Note
Access to this page requires authorization. You can try signing in or changing directories.
Access to this page requires authorization. You can try changing directories.
[This article is prerelease documentation and is subject to change.]
After running an evaluation, review the results to understand how well your agent performed across conversations. The results show quality scores and let you drill into individual conversations to see the agent's actual responses.
Note
This article reflects the new agent experience in Microsoft Copilot Studio, which is currently available as a production-ready preview. Learn about the two experiences in Classic vs. new agent experience.
- Production-ready previews are subject to supplemental terms of use.
- Some capabilities available in the classic experience aren't yet available in the new experience.
- Agents created in the new experience can't be converted to the classic experience.
View run results
- Open your agent in Copilot Studio.
- Select the Evaluate tab.
- Under recent results, select an evaluation with a prior test run to see its results.
The results show the following information:
Test run result: A table showing each conversation with the number of messages between user and agent, and the general quality score. Select a specific conversation to get more specific result details.
Evaluation summary: A summary of your overall evaluation across all test methods. It includes the following information:
- Score: The overall score of conversations that passed the general quality test method.

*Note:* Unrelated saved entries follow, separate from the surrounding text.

//! Course shift workflow: a single Program Head decision.
//!
//! On approval the student is reassigned to the target course and marked with
//! "irregular" academic standing, atomically with the status write. Terminal
//! states are final.

use serde::Serialize;

use crate::roles::{ROLE_ADMIN, ROLE_PROGRAM_HEAD};

use super::{Decision, Transition, WorkflowError, WorkflowPolicy};

#[derive(Debug, Clone, Copy, PartialEq, Eq, Serialize)]
#[serde(rename_all = "snake_case")]
pub enum CourseShiftStatus {
    PendingProgramHead,
    Approved,
    Rejected,
}

impl CourseShiftStatus {
    pub fn as_str(self) -> &'static str {
        match self {
            CourseShiftStatus::PendingProgramHead => "pending_program_head",
            CourseShiftStatus::Approved => "approved",
            CourseShiftStatus::Rejected => "rejected",
        }
    }

    pub fn parse(value: &str) -> Option<Self> {
        match value {
            "pending_program_head" => Some(CourseShiftStatus::PendingProgramHead),
            "approved" => Some(CourseShiftStatus::Approved),
            "rejected" => Some(CourseShiftStatus::Rejected),
            _ => None,
        }
    }

    pub fn is_terminal(self) -> bool {
        matches!(self, CourseShiftStatus::Approved | CourseShiftStatus::Rejected)
    }
}

/// Side effect emitted on approval: point the student at the target course
/// and set academic standing to "irregular".
#[derive(Debug, Clone, Copy, PartialEq, Eq)]
pub struct ReassignCourse;

pub struct CourseShiftPolicy;

impl WorkflowPolicy for CourseShiftPolicy {
    type State = CourseShiftStatus;
    type Effect = ReassignCourse;

    fn authorize(&self, actor_role: &str, state: &CourseShiftStatus) -> Result<(), WorkflowError> {
        if state.is_terminal() {
            return Err(WorkflowError::AlreadyProcessed);
        }
        if actor_role == ROLE_PROGRAM_HEAD || actor_role == ROLE_ADMIN {
            Ok(())
        } else {
            Err(WorkflowError::NotAuthorized {
                role: actor_role.to_string(),
            })
        }
    }

    fn transition(
        &self,
        actor_role: &str,
        state: &CourseShiftStatus,
        decision: Decision,
    ) -> Result<Transition<CourseShiftStatus, ReassignCourse>, WorkflowError> {
        self.authorize(actor_role, state)?;
        let (next, effect) = match decision {
            Decision::Approved => (CourseShiftStatus::Approved, Some(ReassignCourse)),
            Decision::Rejected => (CourseShiftStatus::Rejected, None),
        };
        Ok(Transition { next, effect })
    }
}
//! Handlers for the `/course-shifts` resource.

use axum::extract::{Path, State};
use axum::http::StatusCode;
use axum::Json;
use registra_core::error::CoreError;
use registra_core::roles::ROLE_STUDENT;
use registra_core::types::DbId;
use registra_core::workflow::Decision;
use registra_db::models::approval::DecisionRequest;
use registra_db::models::course_shift::{CourseShiftRequest, SubmitCourseShift};
use registra_db::repositories::{CourseRepo, CourseShiftRepo, StudentRepo};

use crate::error::{AppError, AppResult};
use crate::handlers::enrollments::validate_remarks;
use crate::middleware::auth::AuthUser;
use crate::middleware::rbac::RequireStaff;
use crate::response::DataResponse;
use crate::state::AppState;
use crate::workflow;

/// POST /api/v1/course-shifts
///
/// Request a shift from the student's current course to another. Requires
/// the student to be assigned to a course already, and at most one pending
/// request per student.
pub async fn submit(
    auth: AuthUser,
    State(state): State<AppState>,
    Json(input): Json<SubmitCourseShift>,
) -> AppResult<(StatusCode, Json<CourseShiftRequest>)> {
    let student = StudentRepo::find_by_user_id(&state.pool, auth.user_id)
        .await?
        .ok_or_else(|| {
            AppError::Core(CoreError::Forbidden(
                "Only students with a student record may request a course shift".into(),
            ))
        })?;

    let from_course_id = student.course_id.ok_or_else(|| {
        AppError::Core(CoreError::Validation(
            "Student is not assigned to a course yet".into(),
        ))
    })?;
    if from_course_id == input.to_course_id {
        return Err(AppError::Core(CoreError::Validation(
            "Target course must differ from the current course".into(),
        )));
    }
    CourseRepo::find_by_id(&state.pool, input.to_course_id)
        .await?
        .ok_or(AppError::Core(CoreError::NotFound {
            entity: "Course",
            id: input.to_course_id,
        }))?;

    if CourseShiftRepo::has_pending_for_student(&state.pool, student.id).await? {
        return Err(AppError::Core(CoreError::Conflict(
            "A course-shift request is already pending for this student".into(),
        )));
    }

    let request = CourseShiftRepo::create(
        &state.pool,
        student.id,
        from_course_id,
        input.to_course_id,
        input.reason.as_deref(),
    )
    .await?;

    tracing::info!(
        request_id = request.id,
        student_id = student.id,
        from_course_id,
        to_course_id = input.to_course_id,
        "Course-shift request submitted"
    );

    Ok((StatusCode::CREATED, Json(request)))
}

/// GET /api/v1/course-shifts
pub async fn list(
    auth: AuthUser,
    State(state): State<AppState>,
) -> AppResult<Json<DataResponse<Vec<CourseShiftRequest>>>> {
    let student_filter = if auth.role == ROLE_STUDENT {
        let student = StudentRepo::find_by_user_id(&state.pool, auth.user_id)
            .await?
            .ok_or_else(|| AppError::Core(CoreError::Forbidden("No student record".into())))?;
        Some(student.id)
    } else {
        None
    };
    let requests = CourseShiftRepo::list(&state.pool, student_filter).await?;
    Ok(Json(DataResponse { data: requests }))
}

/// GET /api/v1/course-shifts/{id}
pub async fn get_by_id(
    auth: AuthUser,
    State(state): State<AppState>,
    Path(id): Path<DbId>,
) -> AppResult<Json<CourseShiftRequest>> {
    let request = CourseShiftRepo::find_by_id(&state.pool, id)
        .await?
        .ok_or(AppError::Core(CoreError::NotFound {
            entity: "CourseShiftRequest",
            id,
        }))?;

    if auth.role == ROLE_STUDENT {
        let student = StudentRepo::find_by_user_id(&state.pool, auth.user_id)
            .await?
            .ok_or_else(|| AppError::Core(CoreError::Forbidden("No student record".into())))?;
        if request.student_id != student.id {
            return Err(AppError::Core(CoreError::Forbidden(
                "Students may only access their own requests".into(),
            )));
        }
    }

    Ok(Json(request))
}

/// POST /api/v1/course-shifts/{id}/decision
///
/// Single Program Head (or admin) decision. Approval reassigns the student
/// and marks their standing irregular in the same transaction.
pub async fn decide(
    RequireStaff(staff): RequireStaff,
    State(state): State<AppState>,
    Path(id): Path<DbId>,
    Json(input): Json<DecisionRequest>,
) -> AppResult<Json<CourseShiftRequest>> {
    let decision = Decision::parse(&input.decision).map_err(CoreError::from)?;
    let remarks = validate_remarks(input.remarks.as_deref())?;

    let updated = workflow::course_shift::decide(
        &state.pool,
        id,
        staff.user_id,
        &staff.role,
        decision,
        remarks,
    )
    .await?;

    Ok(Json(updated))
}
//! Handlers for the `/sections` resource and its nested `/schedules`.

use axum::extract::{Path, Query, State};
use axum::http::StatusCode;
use axum::Json;
use registra_core::error::CoreError;
use registra_core::types::DbId;
use registra_db::models::schedule::{CreateSchedule, Schedule};
use registra_db::models::section::{CreateSection, Section, UpdateSection};
use registra_db::repositories::{ScheduleRepo, SectionRepo};
use serde::Deserialize;

use crate::error::{AppError, AppResult};
use crate::middleware::rbac::{RequireAdmin, RequireAuth};
use crate::state::AppState;

/// Query parameters for `GET /sections`.
#[derive(Debug, Deserialize)]
pub struct SectionListParams {
    pub course_id: Option<DbId>,
}

// ---------------------------------------------------------------------------
// Sections
// ---------------------------------------------------------------------------

/// POST /api/v1/sections
pub async fn create(
    RequireAdmin(_admin): RequireAdmin,
    State(state): State<AppState>,
    Json(input): Json<CreateSection>,
) -> AppResult<(StatusCode, Json<Section>)> {
    if input.capacity <= 0 {
        return Err(AppError::Core(CoreError::Validation(
            "Capacity must be positive".into(),
        )));
    }
    let section = SectionRepo::create(&state.pool, &input).await?;
    Ok((StatusCode::CREATED, Json(section)))
}

/// GET /api/v1/sections?course_id=
pub async fn list(
    RequireAuth(_user): RequireAuth,
    State(state): State<AppState>,
    Query(params): Query<SectionListParams>,
) -> AppResult<Json<Vec<Section>>> {
    let sections = SectionRepo::list(&state.pool, params.course_id).await?;
    Ok(Json(sections))
}

/// GET /api/v1/sections/{id}
pub async fn get_by_id(
    RequireAuth(_user): RequireAuth,
    State(state): State<AppState>,
    Path(id): Path<DbId>,
) -> AppResult<Json<Section>> {
    let section = SectionRepo::find_by_id(&state.pool, id)
        .await?
        .ok_or(AppError::Core(CoreError::NotFound {
            entity: "Section",
            id,
        }))?;
    Ok(Json(section))
}

/// PUT /api/v1/sections/{id}
pub async fn update(
    RequireAdmin(_admin): RequireAdmin,
    State(state): State<AppState>,
    Path(id): Path<DbId>,
    Json(input): Json<UpdateSection>,
) -> AppResult<Json<Section>> {
    let section = SectionRepo::update(&state.pool, id, &input)
        .await?
        .ok_or(AppError::Core(CoreError::NotFound {
            entity: "Section",
            id,
        }))?;
    Ok(Json(section))
}

/// DELETE /api/v1/sections/{id}
pub async fn delete(
    RequireAdmin(_admin): RequireAdmin,
    State(state): State<AppState>,
    Path(id): Path<DbId>,
) -> AppResult<StatusCode> {
    let deleted = SectionRepo::delete(&state.pool, id).await?;
    if deleted {
        Ok(StatusCode::NO_CONTENT)
    } else {
        Err(AppError::Core(CoreError::NotFound {
            entity: "Section",
            id,
        }))
    }
}

// ---------------------------------------------------------------------------
// Schedules (nested under a section)
// ---------------------------------------------------------------------------

/// POST /api/v1/sections/{section_id}/schedules
pub async fn create_schedule(
    RequireAdmin(_admin): RequireAdmin,
    State(state): State<AppState>,
    Path(section_id): Path<DbId>,
    Json(input): Json<CreateSchedule>,
) -> AppResult<(StatusCode, Json<Schedule>)> {
    if !(1..=7).contains(&input.day_of_week) {
        return Err(AppError::Core(CoreError::Validation(
            "day_of_week must be 1 (Monday) through 7 (Sunday)".into(),
        )));
    }
    if input.start_time >= input.end_time {
        return Err(AppError::Core(CoreError::Validation(
            "start_time must be before end_time".into(),
        )));
    }

    // 404 before insert so a bad section id is not reported as an FK error.
    SectionRepo::find_by_id(&state.pool, section_id)
        .await?
        .ok_or(AppError::Core(CoreError::NotFound {
            entity: "Section",
            id: section_id,
        }))?;

    let schedule = ScheduleRepo::create(&state.pool, section_id, &input).await?;
    Ok((StatusCode::CREATED, Json(schedule)))
}

/// GET /api/v1/sections/{section_id}/schedules
pub async fn list_schedules(
    RequireAuth(_user): RequireAuth,
    State(state): State<AppState>,
    Path(section_id): Path<DbId>,
) -> AppResult<Json<Vec<Schedule>>> {
    let schedules = ScheduleRepo::list_for_section(&state.pool, section_id).await?;
    Ok(Json(schedules))
}

/// DELETE /api/v1/sections/{section_id}/schedules/{id}
pub async fn delete_schedule(
    RequireAdmin(_admin): RequireAdmin,
    State(state): State<AppState>,
    Path((_section_id, id)): Path<(DbId, DbId)>,
) -> AppResult<StatusCode> {
    let deleted = ScheduleRepo::delete(&state.pool, id).await?;
    if deleted {
        Ok(StatusCode::NO_CONTENT)
    } else {
        Err(AppError::Core(CoreError::NotFound {
            entity: "Schedule",
            id,
        }))
    }
}
//! Handlers for the `/subjects` resource.

use axum::extract::{Path, State};
use axum::http::StatusCode;
use axum::Json;
use registra_core::error::CoreError;
use registra_core::types::DbId;
use registra_db::models::subject::{CreateSubject, Subject, UpdateSubject};
use registra_db::repositories::SubjectRepo;

use crate::error::{AppError, AppResult};
use crate::middleware::rbac::{RequireAdmin, RequireAuth};
use crate::state::AppState;

/// POST /api/v1/subjects
pub async fn create(
    RequireAdmin(_admin): RequireAdmin,
    State(state): State<AppState>,
    Json(input): Json<CreateSubject>,
) -> AppResult<(StatusCode, Json<Subject>)> {
    if input.units <= 0 {
        return Err(AppError::Core(CoreError::Validation(
            "Units must be positive".into(),
        )));
    }
    let subject = SubjectRepo::create(&state.pool, &input).await?;
    Ok((StatusCode::CREATED, Json(subject)))
}

/// GET /api/v1/subjects
pub async fn list(
    RequireAuth(_user): RequireAuth,
    State(state): State<AppState>,
) -> AppResult<Json<Vec<Subject>>> {
    let subjects = SubjectRepo::list_all(&state.pool).await?;
    Ok(Json(subjects))
}

/// GET /api/v1/subjects/{id}
pub async fn get_by_id(
    RequireAuth(_user): RequireAuth,
    State(state): State<AppState>,
    Path(id): Path<DbId>,
) -> AppResult<Json<Subject>> {
    let subject = SubjectRepo::find_by_id(&state.pool, id)
        .await?
        .ok_or(AppError::Core(CoreError::NotFound {
            entity: "Subject",
            id,
        }))?;
    Ok(Json(subject))
}

/// PUT /api/v1/subjects/{id}
pub async fn update(
    RequireAdmin(_admin): RequireAdmin,
    State(state): State<AppState>,
    Path(id): Path<DbId>,
    Json(input): Json<UpdateSubject>,
) -> AppResult<Json<Subject>> {
    let subject = SubjectRepo::update(&state.pool, id, &input)
        .await?
        .ok_or(AppError::Core(CoreError::NotFound {
            entity: "Subject",
            id,
        }))?;
    Ok(Json(subject))
}

/// DELETE /api/v1/subjects/{id}
pub async fn delete(
    RequireAdmin(_admin): RequireAdmin,
    State(state): State<AppState>,
    Path(id): Path<DbId>,
) -> AppResult<StatusCode> {
    let deleted = SubjectRepo::delete(&state.pool, id).await?;
    if deleted {
        Ok(StatusCode::NO_CONTENT)
    } else {
        Err(AppError::Core(CoreError::NotFound {
            entity: "Subject",
            id,
        }))
    }
}
//! # Repository Module
//!
//! Database repository implementations for the inventory store.
//!
//! ## Repository Pattern
//! ```text
//! ┌─────────────────────────────────────────────────────────────────────────┐
//! │                    Repository Pattern                                   │
//! │                                                                         │
//! │  Front-end                                                              │
//! │       │                                                                 │
//! │       │  db.products().search("Wid")                                    │
//! │       ▼                                                                 │
//! │  ProductRepository                                                      │
//! │  ├── insert(&self, new_product)                                         │
//! │  ├── list_all(&self)                                                    │
//! │  ├── get_by_id(&self, id)                                               │
//! │  ├── search(&self, keyword)                                             │
//! │  ├── update(&self, product)                                             │
//! │  └── delete(&self, id)                                                  │
//! │       │                                                                 │
//! │       │  SQL Query (parameters always bound)                            │
//! │       ▼                                                                 │
//! │  SQLite Database                                                        │
//! └─────────────────────────────────────────────────────────────────────────┘
//! ```
//!
//! ## Available Repositories
//!
//! - [`ProductRepository`](product::ProductRepository) - Product CRUD and search

pub mod product;
//! # Schema Bootstrap
//!
//! Embedded SQL migrations that create the `products` table.
//!
//! ## How Bootstrap Works
//! ```text
//! ┌─────────────────────────────────────────────────────────────────────────┐
//! │                      Bootstrap Process                                  │
//! │                                                                         │
//! │  Database::new                                                          │
//! │       │                                                                 │
//! │       ▼                                                                 │
//! │  Check _sqlx_migrations table (create if missing)                       │
//! │       │                                                                 │
//! │       ▼                                                                 │
//! │  001_create_products.sql                                                │
//! │       ├── fresh file        → CREATE TABLE products                     │
//! │       ├── already applied   → skipped                                   │
//! │       └── legacy file with products but no ledger                       │
//! │                             → IF NOT EXISTS makes it a no-op            │
//! │       │                                                                 │
//! │       ▼                                                                 │
//! │  Rows already in the table are never touched                            │
//! └─────────────────────────────────────────────────────────────────────────┘
//! ```
//!
//! ## Adding Migrations
//! Only the initial bootstrap exists. New files go in `migrations/sqlite/`
//! as `NNN_description.sql`; existing files are never edited.

use sqlx::SqlitePool;
use tracing::info;

use crate::error::DbResult;

/// Embedded migrations from the workspace `migrations/sqlite` directory.
static MIGRATOR: sqlx::migrate::Migrator = sqlx::migrate!("../../migrations/sqlite");

/// Runs all pending migrations.
///
/// Idempotent: a second run on the same file applies nothing and keeps
/// every row.
///
/// ## Errors
/// Returns [`DbError::SchemaFailed`](crate::DbError::SchemaFailed) when the
/// table cannot be created.
pub async fn run_migrations(pool: &SqlitePool) -> DbResult<()> {
    info!("Checking for pending migrations");

    MIGRATOR.run(pool).await?;

    info!("All migrations applied successfully");
    Ok(())
}

/// Returns `(total_migrations, applied_migrations)`.
///
/// For diagnostics only. A missing ledger counts as zero applied; any
/// other failure is returned.
pub async fn migration_status(pool: &SqlitePool) -> DbResult<(usize, usize)> {
    let total = MIGRATOR.migrations.len();

    let ledgers: i64 = sqlx::query_scalar(
        "SELECT COUNT(*) FROM sqlite_master WHERE type = 'table' AND name = '_sqlx_migrations'",
    )
    .fetch_one(pool)
    .await?;

    if ledgers == 0 {
        return Ok((total, 0));
    }

    let applied: i64 = sqlx::query_scalar("SELECT COUNT(*) FROM _sqlx_migrations")
        .fetch_one(pool)
        .await?;

    Ok((total, applied as usize))
}
//! # inventory-core: Domain Types for the Inventory Store
//!
//! Pure types and rules shared by the database layer and the front-end.
//! Nothing in this crate performs I/O.
//!
//! ## Architecture Position
//! ```text
//! ┌─────────────────────────────────────────────────────────────────────────┐
//! │                        Inventory Architecture                           │
//! │                                                                         │
//! │  ┌─────────────────────────────────────────────────────────────────┐   │
//! │  │                 Front-end (apps/cli, or any UI)                 │   │
//! │  └─────────────────────────────┬───────────────────────────────────┘   │
//! │                                │                                        │
//! │  ┌─────────────────────────────▼───────────────────────────────────┐   │
//! │  │             ★ inventory-core (THIS CRATE) ★                     │   │
//! │  │                                                                 │   │
//! │  │   ┌──────────────────┐        ┌───────────────────────┐        │   │
//! │  │   │      types       │        │        search         │        │   │
//! │  │   │  Product         │        │  SearchKeyword        │        │   │
//! │  │   │  NewProduct      │        │  classify()           │        │   │
//! │  │   └──────────────────┘        └───────────────────────┘        │   │
//! │  └─────────────────────────────┬───────────────────────────────────┘   │
//! │                                │                                        │
//! │  ┌─────────────────────────────▼───────────────────────────────────┐   │
//! │  │                inventory-db (Database Layer)                    │   │
//! │  └─────────────────────────────────────────────────────────────────┘   │
//! └─────────────────────────────────────────────────────────────────────────┘
//! ```
//!
//! ## Modules
//!
//! - [`types`] - `Product`, `NewProduct`, `ProductId`
//! - [`search`] - Keyword classification
//!
//! ## Example Usage
//!
//! ```rust
//! use inventory_core::{NewProduct, Product, SearchKeyword};
//!
//! let product = Product::from_new(1, NewProduct::new("Widget", 10, 2.5));
//! assert_eq!(product.id, 1);
//!
//! assert!(matches!(SearchKeyword::classify("1"), SearchKeyword::IdOrName { id: 1, .. }));
//! ```

// =============================================================================
// Module Declarations
// =============================================================================

pub mod search;
pub mod types;

// =============================================================================
// Re-exports for Convenience
// =============================================================================

pub use search::SearchKeyword;
pub use types::*;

- Duration: The length of time it took to complete the evaluation.
- Test cases: The number of test cases in your overall evaluation.
- Data type: The type of test set. Note only the Conversation data type is available.
- User profile: The user profile that ran the evaluation.
Review an individual conversation (test case)
On the run results page, select a conversation to expand its details.
Review the Test case details:
- User messages: The test messages sent to the agent.
- Agent responses: What the agent actually responded.
- General quality: How the responses scored on the test method. This score is either Pass or Fail.
Use this information to identify where your agent needs improvement.
Compare runs
When you run the same evaluation multiple times, you can compare results to track progress:
- On the evaluation detail page, review the list of runs with their scores and timestamps.
- Compare scores across runs to see whether changes to your agent improved or degraded performance.
- Look for patterns. For example, if a particular category of conversations consistently scores low, that area might need additional instructions or knowledge.
Export results
You can export evaluation results for further analysis:
- On the run results page, select the three dots (…) > Export test results. Alternatively, you can select a specific evaluation, then the three dots (…) > Export test results in the top right corner.
- The results are downloaded as a CSV file that includes all conversations, responses, and scores.
Act on results
Based on your evaluation results:
- Low general quality scores: Review and refine your agent's instructions. See Configure agent details and instructions (preview).
- Missing or incorrect tool use: Check that tools have clear descriptions and that your agent's instructions mention when to use them. See Tools overview for agents (preview).
- Incorrect information: Verify that the relevant knowledge sources are added and configured correctly. See Add knowledge to an agent (preview).